*** Stored data ***

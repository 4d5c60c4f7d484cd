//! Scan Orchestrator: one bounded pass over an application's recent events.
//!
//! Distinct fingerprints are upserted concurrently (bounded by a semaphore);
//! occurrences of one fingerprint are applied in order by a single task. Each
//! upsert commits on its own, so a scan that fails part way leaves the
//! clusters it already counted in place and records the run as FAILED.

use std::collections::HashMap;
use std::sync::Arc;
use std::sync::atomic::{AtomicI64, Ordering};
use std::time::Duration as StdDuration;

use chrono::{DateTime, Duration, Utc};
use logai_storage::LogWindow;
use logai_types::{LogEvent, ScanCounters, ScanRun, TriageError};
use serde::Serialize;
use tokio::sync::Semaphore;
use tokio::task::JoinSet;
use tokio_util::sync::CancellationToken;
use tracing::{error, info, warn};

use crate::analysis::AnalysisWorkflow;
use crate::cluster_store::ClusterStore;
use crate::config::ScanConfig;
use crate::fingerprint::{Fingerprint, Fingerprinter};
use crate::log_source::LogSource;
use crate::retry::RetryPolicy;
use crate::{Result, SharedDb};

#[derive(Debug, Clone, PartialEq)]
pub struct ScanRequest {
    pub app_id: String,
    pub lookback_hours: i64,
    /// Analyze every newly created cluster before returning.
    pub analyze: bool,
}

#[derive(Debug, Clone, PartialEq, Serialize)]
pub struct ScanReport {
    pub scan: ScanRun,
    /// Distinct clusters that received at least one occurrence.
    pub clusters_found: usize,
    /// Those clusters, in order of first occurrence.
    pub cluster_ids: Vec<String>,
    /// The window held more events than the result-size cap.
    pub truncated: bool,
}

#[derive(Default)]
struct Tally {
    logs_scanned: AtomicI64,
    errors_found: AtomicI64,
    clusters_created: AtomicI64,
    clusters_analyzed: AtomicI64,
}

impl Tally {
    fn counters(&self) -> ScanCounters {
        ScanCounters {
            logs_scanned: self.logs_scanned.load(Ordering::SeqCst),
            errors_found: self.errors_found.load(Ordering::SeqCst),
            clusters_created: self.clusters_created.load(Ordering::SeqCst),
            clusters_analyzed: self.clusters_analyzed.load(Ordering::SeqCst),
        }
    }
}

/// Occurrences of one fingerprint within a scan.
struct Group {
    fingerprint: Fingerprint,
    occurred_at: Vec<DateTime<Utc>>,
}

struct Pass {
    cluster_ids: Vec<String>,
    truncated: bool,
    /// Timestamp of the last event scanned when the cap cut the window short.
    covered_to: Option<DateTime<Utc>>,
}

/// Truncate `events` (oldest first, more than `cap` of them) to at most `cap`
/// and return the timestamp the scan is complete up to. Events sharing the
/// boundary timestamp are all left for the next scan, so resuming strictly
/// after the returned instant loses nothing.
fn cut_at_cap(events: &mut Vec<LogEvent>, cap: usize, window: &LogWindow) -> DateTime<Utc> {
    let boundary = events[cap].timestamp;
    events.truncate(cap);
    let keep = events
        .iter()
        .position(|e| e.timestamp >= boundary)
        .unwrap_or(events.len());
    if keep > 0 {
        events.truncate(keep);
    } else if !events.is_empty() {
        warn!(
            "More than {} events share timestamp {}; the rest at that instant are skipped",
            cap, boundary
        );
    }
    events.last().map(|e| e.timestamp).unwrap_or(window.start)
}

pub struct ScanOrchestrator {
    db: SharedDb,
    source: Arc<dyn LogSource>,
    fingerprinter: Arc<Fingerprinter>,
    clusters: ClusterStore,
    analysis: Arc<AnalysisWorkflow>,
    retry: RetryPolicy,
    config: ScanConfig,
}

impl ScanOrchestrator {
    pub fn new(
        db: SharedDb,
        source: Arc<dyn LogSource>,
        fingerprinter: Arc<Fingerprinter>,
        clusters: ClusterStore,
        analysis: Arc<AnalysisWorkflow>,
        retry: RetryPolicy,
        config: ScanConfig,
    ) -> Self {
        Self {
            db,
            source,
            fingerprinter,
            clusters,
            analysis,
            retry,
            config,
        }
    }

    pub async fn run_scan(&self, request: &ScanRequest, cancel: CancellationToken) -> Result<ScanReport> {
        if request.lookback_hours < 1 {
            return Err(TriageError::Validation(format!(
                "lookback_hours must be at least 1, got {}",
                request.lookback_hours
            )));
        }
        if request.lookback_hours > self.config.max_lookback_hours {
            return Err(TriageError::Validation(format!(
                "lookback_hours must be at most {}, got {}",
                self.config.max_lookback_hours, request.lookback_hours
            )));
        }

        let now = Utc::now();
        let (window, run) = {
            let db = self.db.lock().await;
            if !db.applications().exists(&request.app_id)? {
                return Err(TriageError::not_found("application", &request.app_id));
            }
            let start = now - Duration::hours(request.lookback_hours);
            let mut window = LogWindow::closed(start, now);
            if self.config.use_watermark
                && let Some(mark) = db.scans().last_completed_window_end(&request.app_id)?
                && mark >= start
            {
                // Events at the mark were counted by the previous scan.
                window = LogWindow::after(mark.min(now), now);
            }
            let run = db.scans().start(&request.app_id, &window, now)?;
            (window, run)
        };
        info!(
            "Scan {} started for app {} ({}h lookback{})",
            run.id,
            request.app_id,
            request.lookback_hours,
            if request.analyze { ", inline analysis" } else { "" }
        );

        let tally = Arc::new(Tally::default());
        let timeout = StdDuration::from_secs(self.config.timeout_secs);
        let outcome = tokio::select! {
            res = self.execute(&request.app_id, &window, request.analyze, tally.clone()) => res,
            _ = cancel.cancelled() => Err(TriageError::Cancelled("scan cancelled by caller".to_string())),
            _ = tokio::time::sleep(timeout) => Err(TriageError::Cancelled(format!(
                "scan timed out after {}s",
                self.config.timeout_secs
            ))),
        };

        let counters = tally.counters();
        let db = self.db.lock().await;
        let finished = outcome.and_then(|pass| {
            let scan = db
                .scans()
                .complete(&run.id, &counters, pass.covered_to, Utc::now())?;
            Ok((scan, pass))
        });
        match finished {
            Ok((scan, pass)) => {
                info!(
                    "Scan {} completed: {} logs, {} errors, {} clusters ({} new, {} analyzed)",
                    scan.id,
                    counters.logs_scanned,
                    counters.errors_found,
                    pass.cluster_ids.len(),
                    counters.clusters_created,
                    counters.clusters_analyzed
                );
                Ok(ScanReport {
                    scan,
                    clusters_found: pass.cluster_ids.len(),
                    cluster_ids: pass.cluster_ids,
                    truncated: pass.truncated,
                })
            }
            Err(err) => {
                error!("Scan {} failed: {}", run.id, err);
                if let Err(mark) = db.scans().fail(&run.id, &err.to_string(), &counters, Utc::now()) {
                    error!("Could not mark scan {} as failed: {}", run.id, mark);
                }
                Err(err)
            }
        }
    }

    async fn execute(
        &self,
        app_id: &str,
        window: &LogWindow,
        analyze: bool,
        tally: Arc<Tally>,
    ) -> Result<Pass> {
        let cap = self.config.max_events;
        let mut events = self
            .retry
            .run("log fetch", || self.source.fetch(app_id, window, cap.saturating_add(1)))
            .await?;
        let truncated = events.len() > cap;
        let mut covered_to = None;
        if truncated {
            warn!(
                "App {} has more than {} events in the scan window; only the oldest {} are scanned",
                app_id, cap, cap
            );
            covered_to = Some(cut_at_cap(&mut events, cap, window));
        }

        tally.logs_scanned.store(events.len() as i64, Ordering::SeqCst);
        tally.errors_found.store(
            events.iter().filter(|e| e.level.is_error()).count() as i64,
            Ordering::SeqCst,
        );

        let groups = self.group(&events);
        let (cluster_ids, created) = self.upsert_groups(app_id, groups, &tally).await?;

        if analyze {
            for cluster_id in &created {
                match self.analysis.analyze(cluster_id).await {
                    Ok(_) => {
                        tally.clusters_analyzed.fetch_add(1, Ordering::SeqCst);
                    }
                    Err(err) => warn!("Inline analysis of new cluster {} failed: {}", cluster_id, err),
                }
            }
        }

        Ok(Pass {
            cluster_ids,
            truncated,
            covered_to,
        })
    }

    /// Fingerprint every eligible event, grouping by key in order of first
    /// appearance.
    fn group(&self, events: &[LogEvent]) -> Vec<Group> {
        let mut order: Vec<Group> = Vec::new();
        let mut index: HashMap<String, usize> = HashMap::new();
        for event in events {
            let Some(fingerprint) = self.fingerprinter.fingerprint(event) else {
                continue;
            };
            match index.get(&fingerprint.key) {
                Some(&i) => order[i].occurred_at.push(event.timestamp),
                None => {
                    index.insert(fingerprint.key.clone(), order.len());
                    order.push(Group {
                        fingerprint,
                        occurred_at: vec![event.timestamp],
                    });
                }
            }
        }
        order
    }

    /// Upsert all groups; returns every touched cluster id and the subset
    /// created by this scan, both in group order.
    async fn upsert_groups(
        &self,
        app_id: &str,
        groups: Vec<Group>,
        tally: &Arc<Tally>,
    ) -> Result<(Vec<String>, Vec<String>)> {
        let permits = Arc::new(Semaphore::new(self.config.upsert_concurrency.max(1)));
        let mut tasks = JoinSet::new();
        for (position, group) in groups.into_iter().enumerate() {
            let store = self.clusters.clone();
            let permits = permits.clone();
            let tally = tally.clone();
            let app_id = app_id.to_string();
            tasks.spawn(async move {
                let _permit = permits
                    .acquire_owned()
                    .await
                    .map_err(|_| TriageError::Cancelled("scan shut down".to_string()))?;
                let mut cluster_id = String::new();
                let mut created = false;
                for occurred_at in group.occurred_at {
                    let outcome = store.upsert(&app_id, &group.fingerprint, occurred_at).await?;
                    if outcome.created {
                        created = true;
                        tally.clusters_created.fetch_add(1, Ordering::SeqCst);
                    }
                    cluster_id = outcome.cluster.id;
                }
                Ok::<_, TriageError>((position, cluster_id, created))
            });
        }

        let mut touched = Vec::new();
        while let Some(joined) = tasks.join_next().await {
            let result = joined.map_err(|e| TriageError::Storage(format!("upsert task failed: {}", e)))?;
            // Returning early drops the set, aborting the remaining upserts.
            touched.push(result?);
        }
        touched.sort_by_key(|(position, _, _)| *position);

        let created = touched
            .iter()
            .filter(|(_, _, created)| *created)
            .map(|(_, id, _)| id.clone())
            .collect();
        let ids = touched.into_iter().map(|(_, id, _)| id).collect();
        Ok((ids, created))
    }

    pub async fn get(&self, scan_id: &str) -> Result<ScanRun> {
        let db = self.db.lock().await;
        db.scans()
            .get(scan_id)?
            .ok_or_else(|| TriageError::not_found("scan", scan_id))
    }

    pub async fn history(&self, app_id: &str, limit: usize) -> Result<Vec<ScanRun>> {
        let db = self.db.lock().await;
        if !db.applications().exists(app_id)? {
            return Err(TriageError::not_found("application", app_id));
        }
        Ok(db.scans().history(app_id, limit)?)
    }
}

***
*** Stored data ***

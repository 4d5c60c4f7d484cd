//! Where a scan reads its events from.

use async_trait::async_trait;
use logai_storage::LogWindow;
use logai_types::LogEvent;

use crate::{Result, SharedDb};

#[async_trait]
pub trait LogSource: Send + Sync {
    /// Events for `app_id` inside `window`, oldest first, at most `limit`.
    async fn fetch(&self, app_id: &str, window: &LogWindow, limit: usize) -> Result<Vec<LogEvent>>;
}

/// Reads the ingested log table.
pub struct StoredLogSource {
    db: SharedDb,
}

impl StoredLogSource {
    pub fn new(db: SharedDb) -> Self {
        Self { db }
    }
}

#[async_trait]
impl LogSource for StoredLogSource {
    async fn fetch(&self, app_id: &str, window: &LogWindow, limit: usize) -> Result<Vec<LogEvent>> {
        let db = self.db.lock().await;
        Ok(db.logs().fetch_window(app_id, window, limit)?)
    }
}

***

▶ **Work instructions**
Go through the listing above and state how many of its lines contain "scans", with no other words.

▶ **Finished task**
6